## Exercise
Every line of the records below from the line with "shared schema registry." up to and including the line with "pub fn type_mismatches(&self, event: &ChangeEvent)" must be reproduced exactly, and no line outside that range.

## Stored data entries
════════════════════

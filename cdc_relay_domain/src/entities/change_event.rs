// /////////////////////////////////////////////////////////////////////////////
// CDC Relay
// Copyright (c) 2025 Michael Gardner, A Bit of Help, Inc.
// SPDX-License-Identifier: BSD-3-Clause
// See LICENSE file in the project root.
// /////////////////////////////////////////////////////////////////////////////

//! # Change Event Entity
//!
//! A [`ChangeEvent`] is one captured mutation (Insert, Update, or Delete)
//! read from the source commit log. It is the unit that flows through the
//! whole pipeline: decoded by the entry decoder, filtered and masked by the
//! transformer, batched by the dispatcher, and finally written by the sink
//! workers.
//!
//! ## Invariants
//!
//! All invariants are enforced at construction via [`ChangeEvent::new`]:
//!
//! - `timestamp_micros` is strictly positive (the source writetime).
//! - `partition_key` is non-empty.
//! - `columns` is empty for Delete and non-empty for Insert/Update.
//! - `captured_at` is never in the future of the wall clock.
//!
//! ## Deduplication key
//!
//! [`ChangeEvent::event_key`] derives the stable identity used by
//! destination idempotency mechanisms:
//!
//! ```text
//! {keyspace}.{table}:<pk values>:<ck values>:<timestamp_micros>
//! ```
//!
//! Two events with equal keys but different payloads are resolved by the
//! destination's last-writer-wins semantics on `timestamp_micros`.

use chrono::{DateTime, Utc};
use indexmap::IndexMap;
use serde::{Deserialize, Serialize};
use serde_json::Value;

use crate::error::PipelineError;
use crate::value_objects::EventId;

/// Ordered column-name -> value mapping.
///
/// Order matters for partition and clustering keys (it mirrors the source
/// table definition), so a plain `HashMap` is not acceptable here.
pub type ColumnMap = IndexMap<String, Value>;

/// Type of captured change operation.
#[derive(Debug, Clone, Copy, PartialEq, Eq, Hash, Serialize, Deserialize)]
#[serde(rename_all = "UPPERCASE")]
pub enum EventType {
    /// A new row was written.
    Insert,
    /// Existing row columns were overwritten.
    Update,
    /// The row identified by the partition key was removed.
    Delete,
}

impl EventType {
    /// Stable uppercase name, matching the wire and DLQ representation.
    pub fn as_str(&self) -> &'static str {
        match self {
            EventType::Insert => "INSERT",
            EventType::Update => "UPDATE",
            EventType::Delete => "DELETE",
        }
    }
}

impl std::fmt::Display for EventType {
    fn fmt(&self, f: &mut std::fmt::Formatter<'_>) -> std::fmt::Result {
        f.write_str(self.as_str())
    }
}

/// A single data mutation captured from the source commit log.
#[derive(Debug, Clone, PartialEq, Serialize, Deserialize)]
pub struct ChangeEvent {
    /// Unique identifier assigned at decode time, used for correlation.
    pub event_id: EventId,
    /// Operation discriminator.
    pub event_type: EventType,
    /// Source table name.
    pub table_name: String,
    /// Source keyspace (logical namespace).
    pub keyspace: String,
    /// Ordered partition-key columns and values. Never empty.
    pub partition_key: ColumnMap,
    /// Ordered clustering-key columns and values. May be empty.
    pub clustering_key: ColumnMap,
    /// Mutated columns. Empty for Delete, non-empty otherwise.
    pub columns: ColumnMap,
    /// Source-assigned write time in microseconds since the epoch.
    pub timestamp_micros: i64,
    /// Optional row time-to-live in seconds.
    pub ttl_seconds: Option<u32>,
    /// When the pipeline read this event from the commit log.
    pub captured_at: DateTime<Utc>,
}

impl ChangeEvent {
    /// Creates a validated change event with a fresh `event_id` and
    /// `captured_at` stamped to the current wall clock.
    #[allow(clippy::too_many_arguments)]
    pub fn new(
        event_type: EventType,
        table_name: impl Into<String>,
        keyspace: impl Into<String>,
        partition_key: ColumnMap,
        clustering_key: ColumnMap,
        columns: ColumnMap,
        timestamp_micros: i64,
        ttl_seconds: Option<u32>,
    ) -> Result<Self, PipelineError> {
        let event = Self {
            event_id: EventId::new(),
            event_type,
            table_name: table_name.into(),
            keyspace: keyspace.into(),
            partition_key,
            clustering_key,
            columns,
            timestamp_micros,
            ttl_seconds,
            captured_at: Utc::now(),
        };
        event.validate()?;
        Ok(event)
    }

    /// Validates the entity invariants. Called by [`ChangeEvent::new`];
    /// exposed for events deserialized from external representations.
    pub fn validate(&self) -> Result<(), PipelineError> {
        if self.timestamp_micros <= 0 {
            return Err(PipelineError::InvalidParameter(format!(
                "timestamp_micros must be positive, got {}",
                self.timestamp_micros
            )));
        }

        if self.partition_key.is_empty() {
            return Err(PipelineError::InvalidParameter(
                "partition_key must be non-empty".to_string(),
            ));
        }

        match self.event_type {
            EventType::Delete => {
                if !self.columns.is_empty() {
                    return Err(PipelineError::InvalidParameter(
                        "columns must be empty for DELETE events".to_string(),
                    ));
                }
            }
            EventType::Insert | EventType::Update => {
                if self.columns.is_empty() {
                    return Err(PipelineError::InvalidParameter(format!(
                        "columns required for {} events",
                        self.event_type
                    )));
                }
            }
        }

        if self.captured_at > Utc::now() {
            return Err(PipelineError::InvalidParameter(
                "captured_at cannot be in the future".to_string(),
            ));
        }

        Ok(())
    }

    /// Stable deduplication key: table, partition values, clustering values,
    /// and writetime.
    pub fn event_key(&self) -> String {
        let pk = join_values(&self.partition_key);
        let ck = join_values(&self.clustering_key);
        format!(
            "{}.{}:{}:{}:{}",
            self.keyspace, self.table_name, pk, ck, self.timestamp_micros
        )
    }

    /// Fully-qualified `keyspace.table` name, used for scope filtering and
    /// registry lookups.
    pub fn qualified_table(&self) -> String {
        format!("{}.{}", self.keyspace, self.table_name)
    }

    /// All key columns (partition first, then clustering), in order. This is
    /// the primary key destinations use for upserts.
    pub fn key_columns(&self) -> impl Iterator<Item = (&String, &Value)> {
        self.partition_key.iter().chain(self.clustering_key.iter())
    }
}

/// Renders a JSON value the way a human (or a dedup key) expects: strings
/// without surrounding quotes, everything else in JSON notation.
pub fn value_to_plain_string(value: &Value) -> String {
    match value {
        Value::String(s) => s.clone(),
        other => other.to_string(),
    }
}

fn join_values(map: &ColumnMap) -> String {
    map.values()
        .map(value_to_plain_string)
        .collect::<Vec<_>>()
        .join("_")
}
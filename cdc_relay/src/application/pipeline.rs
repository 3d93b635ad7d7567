// /////////////////////////////////////////////////////////////////////////////
// CDC Relay
// Copyright (c) 2025 Michael Gardner, A Bit of Help, Inc.
// SPDX-License-Identifier: BSD-3-Clause
// See LICENSE file in the project root.
// /////////////////////////////////////////////////////////////////////////////

//! # Pipeline Orchestrator
//!
//! Wires the stages together and runs the main loop:
//!
//! ```text
//! tailer → decoder → scope filter → compatibility gate → validator
//!        → masking → batcher → dispatcher → sink workers → offsets
//! ```
//!
//! ## Startup
//!
//! Sinks connect first; then each destination's persisted offsets are read
//! back and seeded into the offset manager, and the tailer resumes from the
//! minimum `(segment, position)` across destinations with progress - no
//! destination skips entries, destinations that are ahead deduplicate
//! replays through their idempotent writes.
//!
//! ## Error routing
//!
//! Per-entry failures never stop the loop: undecodable entries, validation
//! failures, and events for paused tables dead-letter (one record per
//! enabled destination) and the loop continues. Corrupt frames are counted
//! and skipped at segment granularity by the tailer. Only a fatal error -
//! the monotonicity invariant - aborts the run.
//!
//! ## Shutdown
//!
//! On cancellation the loop stops pulling from the tailer, seals whatever
//! is open, dispatches it, and waits for the workers to drain within the
//! coordinator's deadline. Nothing is silently dropped: batches that cannot
//! commit in time are recovered on restart from the persisted offsets.

use std::pin::Pin;
use std::sync::Arc;

use futures::{Stream, StreamExt};
use tracing::{debug, error, info, warn};

use cdc_relay_bootstrap::{CancellationToken, ShutdownCoordinator};
use cdc_relay_domain::{
    ChangeEvent, Destination, EntryDecoder, EventSink, PipelineError, SegmentPosition,
};

use crate::application::batcher::Batcher;
use crate::application::dispatcher::Dispatcher;
use crate::infrastructure::config::settings::RelaySettings;
use crate::infrastructure::dlq::DeadLetterWriter;
use crate::infrastructure::masking::MaskingTransformer;
use crate::infrastructure::metrics::MetricsService;
use crate::infrastructure::offsets::OffsetManager;
use crate::infrastructure::schema::{EventValidator, SchemaRegistry};
use crate::infrastructure::tailer::{CommitLogTailer, TailerItem};

/// Counters reported after a pipeline run.
#[derive(Debug, Clone, Copy, Default, PartialEq, Eq)]
pub struct PipelineSummary {
    /// Framed entries read from the commit log.
    pub entries_read: u64,
    /// Event copies handed to the batcher (events times destinations).
    pub events_dispatched: u64,
    /// Events dropped by the scope filter.
    pub events_filtered: u64,
    /// Dead-letter records written from the loop (delivery failures inside
    /// the workers are counted separately by the DLQ itself).
    pub events_dead_lettered: u64,
    /// Corrupt frames skipped.
    pub corrupt_frames: u64,
}

/// The assembled replication pipeline.
pub struct Pipeline {
    settings: RelaySettings,
    decoder: Arc<dyn EntryDecoder>,
    sinks: Vec<Arc<dyn EventSink>>,
    registry: Arc<SchemaRegistry>,
    masking: Arc<MaskingTransformer>,
    offsets: Arc<OffsetManager>,
    dlq: Arc<DeadLetterWriter>,
    metrics: Arc<MetricsService>,
    coordinator: ShutdownCoordinator,
}

impl Pipeline {
    /// Assembles a pipeline from its collaborators. Nothing connects or
    /// spawns until [`Pipeline::run`].
    #[allow(clippy::too_many_arguments)]
    pub fn new(
        settings: RelaySettings,
        decoder: Arc<dyn EntryDecoder>,
        sinks: Vec<Arc<dyn EventSink>>,
        registry: Arc<SchemaRegistry>,
        masking: Arc<MaskingTransformer>,
        offsets: Arc<OffsetManager>,
        dlq: Arc<DeadLetterWriter>,
        metrics: Arc<MetricsService>,
        coordinator: ShutdownCoordinator,
    ) -> Self {
        Self {
            settings,
            decoder,
            sinks,
            registry,
            masking,
            offsets,
            dlq,
            metrics,
            coordinator,
        }
    }

    /// Schema registry shared with external schema-change feeds.
    pub fn registry(&self) -> Arc<SchemaRegistry> {
        Arc::clone(&self.registry)
    }

    /// Runs the pipeline until shutdown. Returns the run summary, or the
    /// fatal error that aborted it.
    pub async fn run(&self) -> Result<PipelineSummary, PipelineError> {
        for sink in &self.sinks {
            sink.connect().await?;
        }
        let destinations: Vec<Destination> =
            self.sinks.iter().map(|sink| sink.destination()).collect();
        info!(destinations = ?destinations, "All sinks connected");

        let resume = self.seed_offsets_and_resume(&destinations).await?;
        match &resume {
            Some(position) => info!(resume = %position, "Resuming from persisted offsets"),
            None => info!("No persisted offsets, starting from the oldest segment"),
        }

        let shutdown = self.coordinator.token();
        let dispatcher = Dispatcher::spawn(
            self.sinks.clone(),
            self.settings.retry.policy(),
            Arc::clone(&self.offsets),
            Arc::clone(&self.dlq),
            Arc::clone(&self.metrics),
            self.settings.pipeline.max_in_flight_batches,
            self.settings.pipeline.max_parallelism,
            shutdown.clone(),
        );

        let tailer = CommitLogTailer::new(
            self.settings.source.commitlog_directory.clone(),
            self.settings.pipeline.poll_interval(),
            resume,
        );
        let mut stream = Box::pin(tailer.stream(shutdown.clone()));

        let mut batcher = Batcher::new(self.settings.pipeline.batch_size);
        let validator = EventValidator::new(Arc::clone(&self.registry));
        let mut summary = PipelineSummary::default();

        let loop_result = self
            .run_loop(
                &mut stream,
                &mut batcher,
                &dispatcher,
                &validator,
                &destinations,
                &shutdown,
                &mut summary,
            )
            .await;

        // Final seal: whatever was open when the loop ended still gets its
        // commit attempt inside the drain window.
        if loop_result.is_ok() {
            match batcher.seal_open() {
                Ok(remaining) => {
                    for batch in remaining {
                        if let Err(dispatch_error) = dispatcher.dispatch(batch).await {
                            warn!(error = %dispatch_error, "Could not dispatch final batch");
                            break;
                        }
                    }
                }
                Err(seal_error) => warn!(error = %seal_error, "Could not seal final batches"),
            }
        }

        let drain_result = dispatcher.drain(self.coordinator.drain_deadline()).await;
        self.coordinator.complete_shutdown();

        drain_result?;
        loop_result?;
        info!(
            entries = summary.entries_read,
            dispatched = summary.events_dispatched,
            "Pipeline stopped cleanly"
        );
        Ok(summary)
    }

    /// Reads persisted offsets back from every sink for the configured
    /// tables and returns the tailer resume coordinate.
    async fn seed_offsets_and_resume(
        &self,
        destinations: &[Destination],
    ) -> Result<Option<SegmentPosition>, PipelineError> {
        let mut resume: Option<SegmentPosition> = None;

        for qualified in &self.settings.pipeline.tables {
            let Some((keyspace, table_name)) = qualified.split_once('.') else {
                continue;
            };

            for sink in &self.sinks {
                if let Some(offset) = sink.latest_offset(table_name, keyspace).await? {
                    debug!(
                        destination = %offset.destination,
                        table = %qualified,
                        position = %offset.segment_position(),
                        "Seeded persisted offset"
                    );
                    self.offsets.write(offset)?;
                }
            }

            if let Some(point) = self.offsets.resume_point(table_name, keyspace, destinations) {
                resume = match resume {
                    Some(current) => Some(current.min(point)),
                    None => Some(point),
                };
            }
        }

        Ok(resume)
    }

    #[allow(clippy::too_many_arguments)]
    async fn run_loop<S: Stream<Item = TailerItem> + Send>(
        &self,
        stream: &mut Pin<Box<S>>,
        batcher: &mut Batcher,
        dispatcher: &Dispatcher,
        validator: &EventValidator,
        destinations: &[Destination],
        shutdown: &CancellationToken,
        summary: &mut PipelineSummary,
    ) -> Result<(), PipelineError> {
        while let Some(item) = stream.next().await {
            match item {
                TailerItem::Entry(entry) => {
                    summary.entries_read += 1;

                    let event = match self.decoder.decode(&entry.payload) {
                        Ok(event) => event,
                        Err(decode_error) => {
                            for destination in destinations {
                                self.metrics
                                    .record_error(*destination, decode_error.error_type());
                                self.dlq
                                    .write_undecodable(
                                        &entry.segment_file,
                                        entry.position,
                                        &entry.payload,
                                        *destination,
                                        &decode_error,
                                    )
                                    .await;
                                summary.events_dead_lettered += 1;
                            }
                            continue;
                        }
                    };

                    if !self.in_scope(&event) {
                        summary.events_filtered += 1;
                        continue;
                    }

                    if self.registry.is_paused(&event.keyspace, &event.table_name) {
                        let gate_error = PipelineError::SchemaIncompatible(format!(
                            "table {} is paused by an incompatible schema version",
                            event.qualified_table()
                        ));
                        self.dead_letter_event(&event, destinations, &gate_error, summary)
                            .await;
                        continue;
                    }

                    if let Err(validation_error) = validator.validate(&event) {
                        self.dead_letter_event(&event, destinations, &validation_error, summary)
                            .await;
                        continue;
                    }
                    // Advisory only; mismatching columns are logged inside.
                    let _ = validator.type_mismatches(&event);

                    let masked_event = match self.masking.apply(&event.columns) {
                        Ok(columns) => {
                            let mut masked = event;
                            masked.columns = columns;
                            masked
                        }
                        Err(masking_error) => {
                            self.dead_letter_event(&event, destinations, &masking_error, summary)
                                .await;
                            continue;
                        }
                    };

                    // The coordinate after this entry, recorded by offsets.
                    let next_position =
                        SegmentPosition::new(entry.segment_file, entry.next_position);

                    for destination in destinations {
                        if let Some(sealed) = batcher.accept(
                            masked_event.clone(),
                            *destination,
                            next_position.clone(),
                        )? {
                            dispatcher.dispatch(sealed).await?;
                        }
                        summary.events_dispatched += 1;
                    }
                }

                TailerItem::CorruptFrame {
                    segment,
                    position,
                    reason,
                } => {
                    error!(
                        segment = %segment,
                        position,
                        reason = %reason,
                        "Corrupt frame, rest of segment skipped"
                    );
                    self.metrics.record_corrupt_frame();
                    summary.corrupt_frames += 1;
                }

                TailerItem::Idle => {
                    // Poll cycle ended: seal partial batches so events do
                    // not sit in the batcher across quiet periods.
                    for batch in batcher.seal_open()? {
                        dispatcher.dispatch(batch).await?;
                    }
                }
            }

            if shutdown.is_cancelled() {
                info!("Shutdown signal observed, leaving main loop");
                break;
            }
        }
        Ok(())
    }

    /// Scope filter: the configured keyspace, and the configured table list
    /// when one is present.
    fn in_scope(&self, event: &ChangeEvent) -> bool {
        if event.keyspace != self.settings.source.keyspace {
            return false;
        }
        let tables = &self.settings.pipeline.tables;
        tables.is_empty() || tables.iter().any(|entry| *entry == event.qualified_table())
    }

    async fn dead_letter_event(
        &self,
        event: &ChangeEvent,
        destinations: &[Destination],
        error: &PipelineError,
        summary: &mut PipelineSummary,
    ) {
        for destination in destinations {
            self.metrics.record_error(*destination, error.error_type());
            self.dlq.write_event(event, *destination, error).await;
            summary.events_dead_lettered += 1;
        }
    }
}
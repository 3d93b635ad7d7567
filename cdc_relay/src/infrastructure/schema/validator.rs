// /////////////////////////////////////////////////////////////////////////////
// CDC Relay
// Copyright (c) 2025 Michael Gardner, A Bit of Help, Inc.
// SPDX-License-Identifier: BSD-3-Clause
// See LICENSE file in the project root.
// /////////////////////////////////////////////////////////////////////////////

//! # Event Validator
//!
//! Validates decoded events against the active schema version for their
//! table.
//!
//! ## Rules
//!
//! - No registered schema → the event is allowed (schema discovery mode).
//! - Every partition-key column the schema declares must be present in the
//!   event, and every partition-key column the event carries must be
//!   declared by the schema; a mismatch either way is a coverage failure
//!   (`SchemaValidation`, dead-lettered).
//! - Event columns the schema does not know are logged but not rejected -
//!   unknown columns usually mean a schema change the compatibility gate
//!   handles separately.
//! - Per-column type checks are advisory: [`EventValidator::type_mismatches`]
//!   reports columns whose values do not fit the declared source type, and
//!   callers log them without failing the event.

use std::sync::Arc;

use serde_json::Value;
use tracing::{debug, warn};

use cdc_relay_domain::{ChangeEvent, PipelineError};

use crate::infrastructure::schema::registry::SchemaRegistry;

/// Validator over the shared schema registry.
pub struct EventValidator {
    registry: Arc<SchemaRegistry>,
}

impl EventValidator {
    /// Creates a validator reading from `registry`.
    pub fn new(registry: Arc<SchemaRegistry>) -> Self {
        Self { registry }
    }

    /// Validates primary-key coverage of an event against its table's
    /// active schema.
    pub fn validate(&self, event: &ChangeEvent) -> Result<(), PipelineError> {
        let Some(schema) = self.registry.lookup(&event.keyspace, &event.table_name) else {
            debug!(
                keyspace = %event.keyspace,
                table = %event.table_name,
                "No schema registered, allowing event (discovery mode)"
            );
            return Ok(());
        };

        for key in &schema.partition_keys {
            if !event.partition_key.contains_key(key) {
                return Err(PipelineError::SchemaValidation(format!(
                    "missing partition key '{}' in event for {}.{}",
                    key, event.keyspace, event.table_name
                )));
            }
        }

        for key in event.partition_key.keys() {
            if !schema.partition_keys.iter().any(|name| name == key) {
                return Err(PipelineError::SchemaValidation(format!(
                    "event partition key '{}' is not a partition key of {}.{} (v{})",
                    key, event.keyspace, event.table_name, schema.version_number
                )));
            }
        }

        let unknown: Vec<&String> = event
            .columns
            .keys()
            .filter(|name| !schema.columns.contains_key(*name))
            .collect();
        if !unknown.is_empty() {
            warn!(
                keyspace = %event.keyspace,
                table = %event.table_name,
                columns = ?unknown,
                "Event contains columns unknown to the active schema"
            );
        }

        Ok(())
    }

    /// Names of event columns whose values do not fit the schema's declared
    /// source type. Advisory only.
    pub fn type_mismatches(&self, event: &ChangeEvent) -> Vec<String> {
        let Some(schema) = self.registry.lookup(&event.keyspace, &event.table_name) else {
            return Vec::new();
        };

        event
            .columns
            .iter()
            .filter_map(|(name, value)| {
                let column = schema.columns.get(name)?;
                if value_fits_type(value, &column.source_type) {
                    None
                } else {
                    warn!(
                        column = %name,
                        expected = %column.source_type,
                        "Column value does not fit declared type"
                    );
                    Some(name.clone())
                }
            })
            .collect()
    }
}

/// Loose structural check of a JSON value against a source type name.
/// Nulls always fit; unknown types are allowed (they may be complex types
/// the relay does not model).
fn value_fits_type(value: &Value, source_type: &str) -> bool {
    if value.is_null() {
        return true;
    }

    match source_type.to_ascii_lowercase().as_str() {
        "text" | "varchar" | "ascii" => value.is_string(),
        "int" | "bigint" | "smallint" | "tinyint" | "counter" => value.is_i64() || value.is_u64(),
        "double" | "float" | "decimal" => value.is_number(),
        "boolean" => value.is_boolean(),
        "uuid" | "timeuuid" => true,
        "timestamp" | "date" | "time" => true,
        _ => true,
    }
}

#[cfg(test)]
mod tests {
    use super::*;
    use cdc_relay_domain::entities::change_event::{ColumnMap, EventType};
    use cdc_relay_domain::entities::schema_version::ColumnDef;
    use serde_json::json;

    fn registry_with_users_schema() -> Arc<SchemaRegistry> {
        let registry = Arc::new(SchemaRegistry::new());
        registry
            .evolve(
                "ecommerce",
                "users",
                vec![
                    ColumnDef::partition("user_id", "uuid"),
                    ColumnDef::regular("email", "text"),
                    ColumnDef::regular("age", "int"),
                ],
                vec!["user_id".to_string()],
                vec![],
            )
            .unwrap();
        registry
    }

    fn event(pk_column: &str, columns: ColumnMap) -> ChangeEvent {
        let mut pk = ColumnMap::new();
        pk.insert(pk_column.to_string(), json!("u-1"));
        ChangeEvent::new(
            EventType::Insert,
            "users",
            "ecommerce",
            pk,
            ColumnMap::new(),
            columns,
            1_000_000,
            None,
        )
        .unwrap()
    }

    fn columns() -> ColumnMap {
        let mut map = ColumnMap::new();
        map.insert("email".to_string(), json!("a@b.com"));
        map
    }

    #[test]
    fn test_no_schema_allows_event() {
        let validator = EventValidator::new(Arc::new(SchemaRegistry::new()));
        assert!(validator.validate(&event("user_id", columns())).is_ok());
    }

    #[test]
    fn test_valid_event_passes() {
        let validator = EventValidator::new(registry_with_users_schema());
        assert!(validator.validate(&event("user_id", columns())).is_ok());
    }

    #[test]
    fn test_wrong_partition_key_fails() {
        let validator = EventValidator::new(registry_with_users_schema());
        let result = validator.validate(&event("session_id", columns()));
        assert!(matches!(result, Err(PipelineError::SchemaValidation(_))));
    }

    #[test]
    fn test_unknown_columns_allowed() {
        let validator = EventValidator::new(registry_with_users_schema());
        let mut cols = columns();
        cols.insert("brand_new_column".to_string(), json!(1));
        assert!(validator.validate(&event("user_id", cols)).is_ok());
    }

    #[test]
    fn test_type_mismatches_reported_not_fatal() {
        let validator = EventValidator::new(registry_with_users_schema());
        let mut cols = ColumnMap::new();
        cols.insert("email".to_string(), json!(12345));
        cols.insert("age".to_string(), json!("not a number"));
        let event = event("user_id", cols);

        assert!(validator.validate(&event).is_ok());
        let mismatches = validator.type_mismatches(&event);
        assert_eq!(mismatches, vec!["email".to_string(), "age".to_string()]);
    }

    #[test]
    fn test_null_values_fit_any_type() {
        let validator = EventValidator::new(registry_with_users_schema());
        let mut cols = columns();
        cols.insert("age".to_string(), Value::Null);
        assert!(validator.type_mismatches(&event("user_id", cols)).is_empty());
    }
}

════════════════════

## Solution to this problem
/// Validator over the shared schema registry.
pub struct EventValidator {
    registry: Arc<SchemaRegistry>,
}

impl EventValidator {
    /// Creates a validator reading from `registry`.
    pub fn new(registry: Arc<SchemaRegistry>) -> Self {
        Self { registry }
    }

    /// Validates primary-key coverage of an event against its table's
    /// active schema.
    pub fn validate(&self, event: &ChangeEvent) -> Result<(), PipelineError> {
        let Some(schema) = self.registry.lookup(&event.keyspace, &event.table_name) else {
            debug!(
                keyspace = %event.keyspace,
                table = %event.table_name,
                "No schema registered, allowing event (discovery mode)"
            );
            return Ok(());
        };

        for key in &schema.partition_keys {
            if !event.partition_key.contains_key(key) {
                return Err(PipelineError::SchemaValidation(format!(
                    "missing partition key '{}' in event for {}.{}",
                    key, event.keyspace, event.table_name
                )));
            }
        }

        for key in event.partition_key.keys() {
            if !schema.partition_keys.iter().any(|name| name == key) {
                return Err(PipelineError::SchemaValidation(format!(
                    "event partition key '{}' is not a partition key of {}.{} (v{})",
                    key, event.keyspace, event.table_name, schema.version_number
                )));
            }
        }

        let unknown: Vec<&String> = event
            .columns
            .keys()
            .filter(|name| !schema.columns.contains_key(*name))
            .collect();
        if !unknown.is_empty() {
            warn!(
                keyspace = %event.keyspace,
                table = %event.table_name,
                columns = ?unknown,
                "Event contains columns unknown to the active schema"
            );
        }

        Ok(())
    }

    /// Names of event columns whose values do not fit the schema's declared
    /// source type. Advisory only.
    pub fn type_mismatches(&self, event: &ChangeEvent) -> Vec<String> {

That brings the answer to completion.